The Canyon is a mecca for geologists, and we came across a feature we hadn’t noticed on our last visit: the rim walk east of the village features a “journey through time” with displays of rock specimens indicating their age. We’re talking hundreds of millions of years, and it made us laugh to recall that there are some fools who insist that our planet is no older than can be deduced from the Bible – something on the order of six millennia. They twist the evidence to serve their need to believe in the infallibility of a document, never mind the exacting science behind the dating process.

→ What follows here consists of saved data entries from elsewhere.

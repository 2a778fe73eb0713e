//! Salesforce record source.
//!
//! Logs in once per process with the SOAP `login` call (username, password
//! and security token from the environment), then runs a SOQL query through
//! the REST API for every fetch, following `nextRecordsUrl` until the result
//! set is complete.
//!
//! # Configuration
//!
//! ```toml
//! [salesforce]
//! login_url = "https://login.salesforce.com"
//! api_version = "59.0"
//! object = "Abstrakt_Summary__c"
//! sentiment_field = "Call_Sentiment__c"
//! created_field = "CreatedDate"
//! username_env = "SF_USERNAME_PRO"
//! password_env = "SF_PASSWORD_PRO"
//! security_token_env = "SF_SECURITY_TOKEN_PRO"
//! timeout_secs = 30
//! ```
//!
//! Each fetch is a single attempt. The login session is cached for the life
//! of the source and is not refreshed.

use std::time::Duration;

use async_trait::async_trait;
use chrono::{DateTime, Utc};
use quick_xml::events::Event;
use quick_xml::Reader;
use serde::Deserialize;
use serde_json::{Map, Value};
use tokio::sync::OnceCell;

use crate::config::SalesforceConfig;
use sentiment_dash_core::models::{Row, Sentiment};
use sentiment_dash_core::source::{RecordBatch, RecordSource};
use sentiment_dash_core::SourceError;

/// Login credentials read from the environment.
#[derive(Clone)]
pub struct Credentials {
    pub username: String,
    pub password: String,
    pub security_token: String,
}

impl Credentials {
    pub fn from_env(config: &SalesforceConfig) -> Result<Self, SourceError> {
        let read = |name: &str| {
            std::env::var(name)
                .map_err(|_| SourceError::Config(format!("environment variable {} not set", name)))
        };
        Ok(Self {
            username: read(&config.username_env)?,
            password: read(&config.password_env)?,
            security_token: read(&config.security_token_env)?,
        })
    }
}

/// An authenticated API session.
#[derive(Debug, Clone, PartialEq, Eq)]
pub struct SfSession {
    pub session_id: String,
    /// Scheme and host of the org, e.g. `https://acme.my.salesforce.com`.
    pub instance_url: String,
}

/// [`RecordSource`] backed by a Salesforce org.
pub struct SalesforceSource {
    config: SalesforceConfig,
    client: reqwest::Client,
    session: OnceCell<SfSession>,
}

impl SalesforceSource {
    pub fn new(config: &SalesforceConfig) -> anyhow::Result<Self> {
        let client = reqwest::Client::builder()
            .timeout(Duration::from_secs(config.timeout_secs))
            .build()?;
        Ok(Self {
            config: config.clone(),
            client,
            session: OnceCell::new(),
        })
    }

    /// Whether a login has already succeeded.
    pub fn is_authenticated(&self) -> bool {
        self.session.initialized()
    }

    async fn session(&self) -> Result<&SfSession, SourceError> {
        self.session.get_or_try_init(|| self.login()).await
    }

    async fn login(&self) -> Result<SfSession, SourceError> {
        let creds = Credentials::from_env(&self.config)?;
        let url = format!(
            "{}/services/Soap/u/{}",
            self.config.login_url.trim_end_matches('/'),
            self.config.api_version
        );

        tracing::debug!(url = %url, user = %creds.username, "salesforce login");

        let response = self
            .client
            .post(&url)
            .header("Content-Type", "text/xml; charset=UTF-8")
            .header("SOAPAction", "login")
            .body(login_envelope(&creds))
            .send()
            .await
            .map_err(|e| SourceError::Http(e.to_string()))?;

        let status = response.status();
        let body = response
            .text()
            .await
            .map_err(|e| SourceError::Http(e.to_string()))?;

        let session = parse_login_response(&body)?;
        if !status.is_success() {
            return Err(SourceError::Auth(format!("login returned HTTP {}", status)));
        }

        tracing::info!(instance = %session.instance_url, "salesforce login ok");
        Ok(session)
    }

    async fn query_page(
        &self,
        session: &SfSession,
        url: &str,
        soql: Option<&str>,
    ) -> Result<QueryPage, SourceError> {
        let mut request = self.client.get(url).bearer_auth(&session.session_id);
        if let Some(q) = soql {
            request = request.query(&[("q", q)]);
        }

        let response = request
            .send()
            .await
            .map_err(|e| SourceError::Http(e.to_string()))?;

        let status = response.status();
        if status.as_u16() == 401 {
            let body = response.text().await.unwrap_or_default();
            return Err(SourceError::Auth(format!("session rejected: {}", body)));
        }
        if !status.is_success() {
            let body = response.text().await.unwrap_or_default();
            return Err(SourceError::Http(format!("query returned {}: {}", status, body)));
        }

        response
            .json::<QueryPage>()
            .await
            .map_err(|e| SourceError::Decode(e.to_string()))
    }
}

#[async_trait]
impl RecordSource for SalesforceSource {
    fn name(&self) -> &str {
        "salesforce"
    }

    async fn fetch_records(
        &self,
        start_iso: &str,
        end_iso: &str,
    ) -> Result<RecordBatch, SourceError> {
        let session = self.session().await?;
        let soql = build_soql(&self.config, start_iso, end_iso);

        let first_url = format!(
            "{}/services/data/v{}/query",
            session.instance_url, self.config.api_version
        );

        let mut page = self.query_page(session, &first_url, Some(&soql)).await?;
        let mut rows = Vec::new();
        let mut pages = 1usize;

        loop {
            rows.extend(decode_records(&self.config, &page.records)?);
            match (page.done, page.next_records_url.take()) {
                (false, Some(next)) => {
                    let url = format!("{}{}", session.instance_url, next);
                    page = self.query_page(session, &url, None).await?;
                    pages += 1;
                }
                _ => break,
            }
        }

        tracing::info!(rows = rows.len(), pages, "salesforce query complete");

        Ok(RecordBatch {
            rows,
            query_text: soql,
        })
    }
}

/// One page of a REST `query` response.
#[derive(Debug, Deserialize)]
struct QueryPage {
    done: bool,
    #[serde(rename = "nextRecordsUrl")]
    next_records_url: Option<String>,
    #[serde(default)]
    records: Vec<Map<String, Value>>,
}

/// SOQL for rows with a known sentiment created inside the range.
pub fn build_soql(config: &SalesforceConfig, start_iso: &str, end_iso: &str) -> String {
    let allowed: Vec<String> = Sentiment::ALL
        .iter()
        .map(|s| format!("'{}'", s.as_str()))
        .collect();
    format!(
        "SELECT Id, {sentiment}, {created} FROM {object} \
         WHERE {sentiment} IN ({allowed}) \
         AND {created} >= {start} AND {created} <= {end} \
         ORDER BY {created}",
        sentiment = config.sentiment_field,
        created = config.created_field,
        object = config.object,
        allowed = allowed.join(", "),
        start = start_iso,
        end = end_iso,
    )
}

/// Turn raw query records into rows, skipping ones without a usable sentiment.
fn decode_records(
    config: &SalesforceConfig,
    records: &[Map<String, Value>],
) -> Result<Vec<Row>, SourceError> {
    let mut rows = Vec::with_capacity(records.len());

    for record in records {
        let id = record
            .get("Id")
            .and_then(Value::as_str)
            .ok_or_else(|| SourceError::Decode("record without Id".to_string()))?;

        let sentiment = match record
            .get(&config.sentiment_field)
            .and_then(Value::as_str)
            .map(str::parse::<Sentiment>)
        {
            Some(Ok(s)) => s,
            Some(Err(e)) => {
                tracing::debug!(id, error = %e, "skipping record");
                continue;
            }
            None => {
                tracing::debug!(id, "skipping record with empty sentiment");
                continue;
            }
        };

        let created_raw = record
            .get(&config.created_field)
            .and_then(Value::as_str)
            .ok_or_else(|| {
                SourceError::Decode(format!("record {} has no {}", id, config.created_field))
            })?;

        rows.push(Row::new(id, sentiment, parse_sf_datetime(created_raw)?));
    }

    Ok(rows)
}

/// Parse Salesforce's `2024-06-12T14:03:22.000+0000` as well as RFC 3339.
fn parse_sf_datetime(raw: &str) -> Result<DateTime<Utc>, SourceError> {
    DateTime::parse_from_str(raw, "%Y-%m-%dT%H:%M:%S%.f%z")
        .or_else(|_| DateTime::parse_from_rfc3339(raw))
        .map(|dt| dt.with_timezone(&Utc))
        .map_err(|e| SourceError::Decode(format!("bad timestamp '{}': {}", raw, e)))
}

fn login_envelope(creds: &Credentials) -> String {
    use quick_xml::escape::escape;

    let password = format!("{}{}", creds.password, creds.security_token);
    format!(
        r#"<?xml version="1.0" encoding="utf-8" ?>
<env:Envelope xmlns:xsd="http://www.w3.org/2001/XMLSchema"
    xmlns:xsi="http://www.w3.org/2001/XMLSchema-instance"
    xmlns:env="http://schemas.xmlsoap.org/soap/envelope/"
    xmlns:urn="urn:partner.soap.sforce.com">
  <env:Body>
    <urn:login>
      <urn:username>{}</urn:username>
      <urn:password>{}</urn:password>
    </urn:login>
  </env:Body>
</env:Envelope>"#,
        escape(creds.username.as_str()),
        escape(password.as_str())
    )
}

/// Extract the session from a SOAP `loginResponse`, or the fault message.
fn parse_login_response(xml: &str) -> Result<SfSession, SourceError> {
    let mut reader = Reader::from_str(xml);
    let mut current: Option<Vec<u8>> = None;
    let mut session_id = None;
    let mut server_url = None;
    let mut fault = None;

    loop {
        match reader.read_event() {
            Ok(Event::Start(e)) => current = Some(e.local_name().as_ref().to_vec()),
            Ok(Event::End(_)) => current = None,
            Ok(Event::Text(t)) => {
                let text = t
                    .unescape()
                    .map_err(|e| SourceError::Decode(e.to_string()))?
                    .trim()
                    .to_string();
                match current.as_deref() {
                    Some(b"sessionId") => session_id = Some(text),
                    Some(b"serverUrl") => server_url = Some(text),
                    Some(b"faultstring") => fault = Some(text),
                    _ => {}
                }
            }
            Ok(Event::Eof) => break,
            Ok(_) => {}
            Err(e) => {
                return Err(SourceError::Decode(format!(
                    "login response at byte {}: {}",
                    reader.buffer_position(),
                    e
                )))
            }
        }
    }

    if let Some(message) = fault {
        return Err(SourceError::Auth(message));
    }

    match (session_id, server_url) {
        (Some(session_id), Some(server_url)) => Ok(SfSession {
            session_id,
            instance_url: instance_from_server_url(&server_url)?,
        }),
        _ => Err(SourceError::Decode(
            "login response missing sessionId or serverUrl".to_string(),
        )),
    }
}

/// `https://host/services/Soap/u/59.0/00D...` → `https://host`.
fn instance_from_server_url(server_url: &str) -> Result<String, SourceError> {
    let rest = server_url
        .strip_prefix("https://")
        .or_else(|| server_url.strip_prefix("http://"))
        .ok_or_else(|| SourceError::Decode(format!("unexpected serverUrl '{}'", server_url)))?;
    let host_len = rest.find('/').unwrap_or(rest.len());
    let scheme_len = server_url.len() - rest.len();
    Ok(server_url[..scheme_len + host_len].to_string())
}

Beyond the west end of the village, the rim walk leads to a small area with a simple stone altar where ecumenical services are held during the tourist season. We’ve never attended one, but can imagine that they focus on the majesty of the place without pretending that an old guy in the sky created it as part of a six-day creation binge. The very fact that many of the Canyon’s landmarks were named for Asian religious figures attests to its transcending the limitations of any one belief system.
But I’d like to propose that the Grand Canyon is more than anything else a temple to Taoist thought. We see the persistence of water in a place carved by it: “the softest thing in the universe overcomes the hardest” (ch. 43); “nothing is more soft and yielding that water, yet for attacking the solid and strong nothing is better” (78); “it flows in places men reject and so is like the Tao” (8). We also see the ultimate representation of the Tao as an empty vessel (4) in a place that allows us to fully exalt “the valley spirit” (6).

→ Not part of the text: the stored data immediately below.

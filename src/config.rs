//! TOML configuration parsing and validation.
//!
//! Every field has a default, so an empty file (or [`Config::minimal`]) is a
//! working configuration for the offline commands. Credentials are never
//! stored in the file; `[salesforce]` only names the environment variables
//! that hold them.

use anyhow::{bail, Context, Result};
use chrono_tz::Tz;
use serde::Deserialize;
use std::path::Path;

use crate::chart::ChartKind;
use sentiment_dash_core::period::PeriodSelector;

#[derive(Debug, Deserialize, Clone, Default)]
pub struct Config {
    #[serde(default)]
    pub salesforce: SalesforceConfig,
    #[serde(default)]
    pub report: ReportConfig,
}

#[derive(Debug, Deserialize, Clone)]
pub struct SalesforceConfig {
    #[serde(default = "default_login_url")]
    pub login_url: String,
    #[serde(default = "default_api_version")]
    pub api_version: String,
    #[serde(default = "default_object")]
    pub object: String,
    #[serde(default = "default_sentiment_field")]
    pub sentiment_field: String,
    #[serde(default = "default_created_field")]
    pub created_field: String,
    #[serde(default = "default_username_env")]
    pub username_env: String,
    #[serde(default = "default_password_env")]
    pub password_env: String,
    #[serde(default = "default_security_token_env")]
    pub security_token_env: String,
    #[serde(default = "default_timeout_secs")]
    pub timeout_secs: u64,
}

impl Default for SalesforceConfig {
    fn default() -> Self {
        Self {
            login_url: default_login_url(),
            api_version: default_api_version(),
            object: default_object(),
            sentiment_field: default_sentiment_field(),
            created_field: default_created_field(),
            username_env: default_username_env(),
            password_env: default_password_env(),
            security_token_env: default_security_token_env(),
            timeout_secs: default_timeout_secs(),
        }
    }
}

fn default_login_url() -> String {
    "https://login.salesforce.com".to_string()
}
fn default_api_version() -> String {
    "59.0".to_string()
}
fn default_object() -> String {
    "Abstrakt_Summary__c".to_string()
}
fn default_sentiment_field() -> String {
    "Call_Sentiment__c".to_string()
}
fn default_created_field() -> String {
    "CreatedDate".to_string()
}
fn default_username_env() -> String {
    "SF_USERNAME_PRO".to_string()
}
fn default_password_env() -> String {
    "SF_PASSWORD_PRO".to_string()
}
fn default_security_token_env() -> String {
    "SF_SECURITY_TOKEN_PRO".to_string()
}
fn default_timeout_secs() -> u64 {
    30
}

#[derive(Debug, Deserialize, Clone)]
pub struct ReportConfig {
    /// IANA name of the reporting timezone.
    #[serde(default = "default_timezone")]
    pub timezone: String,
    #[serde(default = "default_period")]
    pub default_period: String,
    #[serde(default = "default_chart")]
    pub default_chart: String,
}

impl Default for ReportConfig {
    fn default() -> Self {
        Self {
            timezone: default_timezone(),
            default_period: default_period(),
            default_chart: default_chart(),
        }
    }
}

fn default_timezone() -> String {
    "America/New_York".to_string()
}
fn default_period() -> String {
    "week".to_string()
}
fn default_chart() -> String {
    "bar".to_string()
}

impl Config {
    /// Built-in defaults, used when no config file is present.
    pub fn minimal() -> Self {
        Self::default()
    }

    pub fn timezone(&self) -> Result<Tz> {
        self.report.timezone.parse::<Tz>().map_err(|e| {
            anyhow::anyhow!(
                "report.timezone '{}' is not a valid IANA timezone: {}",
                self.report.timezone,
                e
            )
        })
    }

    pub fn default_period(&self) -> Result<PeriodSelector> {
        self.report
            .default_period
            .parse::<PeriodSelector>()
            .with_context(|| format!("report.default_period '{}'", self.report.default_period))
    }

    pub fn default_chart(&self) -> Result<ChartKind> {
        self.report
            .default_chart
            .parse::<ChartKind>()
            .map_err(|e| anyhow::anyhow!("report.default_chart: {}", e))
    }
}

pub fn load_config(path: &Path) -> Result<Config> {
    let content = std::fs::read_to_string(path)
        .with_context(|| format!("Failed to read config file: {}", path.display()))?;

    let config: Config = toml::from_str(&content).with_context(|| "Failed to parse config file")?;

    validate(&config)?;
    Ok(config)
}

fn validate(config: &Config) -> Result<()> {
    let sf = &config.salesforce;

    if sf.api_version.trim().is_empty() {
        bail!("salesforce.api_version must not be empty");
    }

    if !sf.login_url.starts_with("https://") && !sf.login_url.starts_with("http://") {
        bail!(
            "salesforce.login_url must be an http(s) URL, got '{}'",
            sf.login_url
        );
    }

    if sf.timeout_secs == 0 {
        bail!("salesforce.timeout_secs must be > 0");
    }

    for (key, value) in [
        ("salesforce.object", &sf.object),
        ("salesforce.sentiment_field", &sf.sentiment_field),
        ("salesforce.created_field", &sf.created_field),
    ] {
        if value.is_empty() || !value.chars().all(|c| c.is_ascii_alphanumeric() || c == '_') {
            bail!("{} must be a plain API name, got '{}'", key, value);
        }
    }

    config.timezone()?;
    config.default_period()?;
    config.default_chart()?;

    Ok(())
}

#[cfg(test)]
mod tests {
    use super::*;

    fn parse(toml_src: &str) -> Result<Config> {
        let config: Config = toml::from_str(toml_src)?;
        validate(&config)?;
        Ok(config)
    }

    #[test]
    fn test_empty_file_uses_defaults() {
        let config = parse("").unwrap();
        assert_eq!(config.salesforce.object, "Abstrakt_Summary__c");
        assert_eq!(config.salesforce.username_env, "SF_USERNAME_PRO");
        assert_eq!(config.timezone().unwrap(), chrono_tz::America::New_York);
        assert_eq!(config.default_period().unwrap(), PeriodSelector::Week);
        assert_eq!(config.default_chart().unwrap(), ChartKind::Bar);
    }

    #[test]
    fn test_overrides() {
        let config = parse(
            r#"
[salesforce]
api_version = "60.0"
timeout_secs = 5

[report]
timezone = "Europe/Berlin"
default_period = "last-90-days"
default_chart = "pie"
"#,
        )
        .unwrap();
        assert_eq!(config.salesforce.api_version, "60.0");
        assert_eq!(config.salesforce.timeout_secs, 5);
        assert_eq!(config.timezone().unwrap(), chrono_tz::Europe::Berlin);
        assert_eq!(
            config.default_period().unwrap(),
            PeriodSelector::LastNDays(90)
        );
        assert_eq!(config.default_chart().unwrap(), ChartKind::Pie);
    }

    #[test]
    fn test_rejects_bad_timezone() {
        let err = parse("[report]\ntimezone = \"Mars/Olympus\"\n").unwrap_err();
        assert!(err.to_string().contains("timezone"));
    }

    #[test]
    fn test_rejects_bad_period() {
        assert!(parse("[report]\ndefault_period = \"fortnight\"\n").is_err());
    }

    #[test]
    fn test_rejects_zero_timeout() {
        assert!(parse("[salesforce]\ntimeout_secs = 0\n").is_err());
    }

    #[test]
    fn test_rejects_injected_field_name() {
        assert!(parse("[salesforce]\nobject = \"Account WHERE 1=1\"\n").is_err());
    }
}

Taoists value the strength of low position, and here is a place that takes you constantly lower, where the immutability of time is on permanent display. And, especially in the winter, we find the rejuvenating power of tranquility. “Returning to the source is stillness, which is the way of nature. The way of nature is unchanging” (16). (All quotes from Feng/English translation.)
So rant on, young-earthers. But after sitting on the edge of the rim, I’d have to agree with Lao Tzu, that “ignoring knowledge is sickness” (71).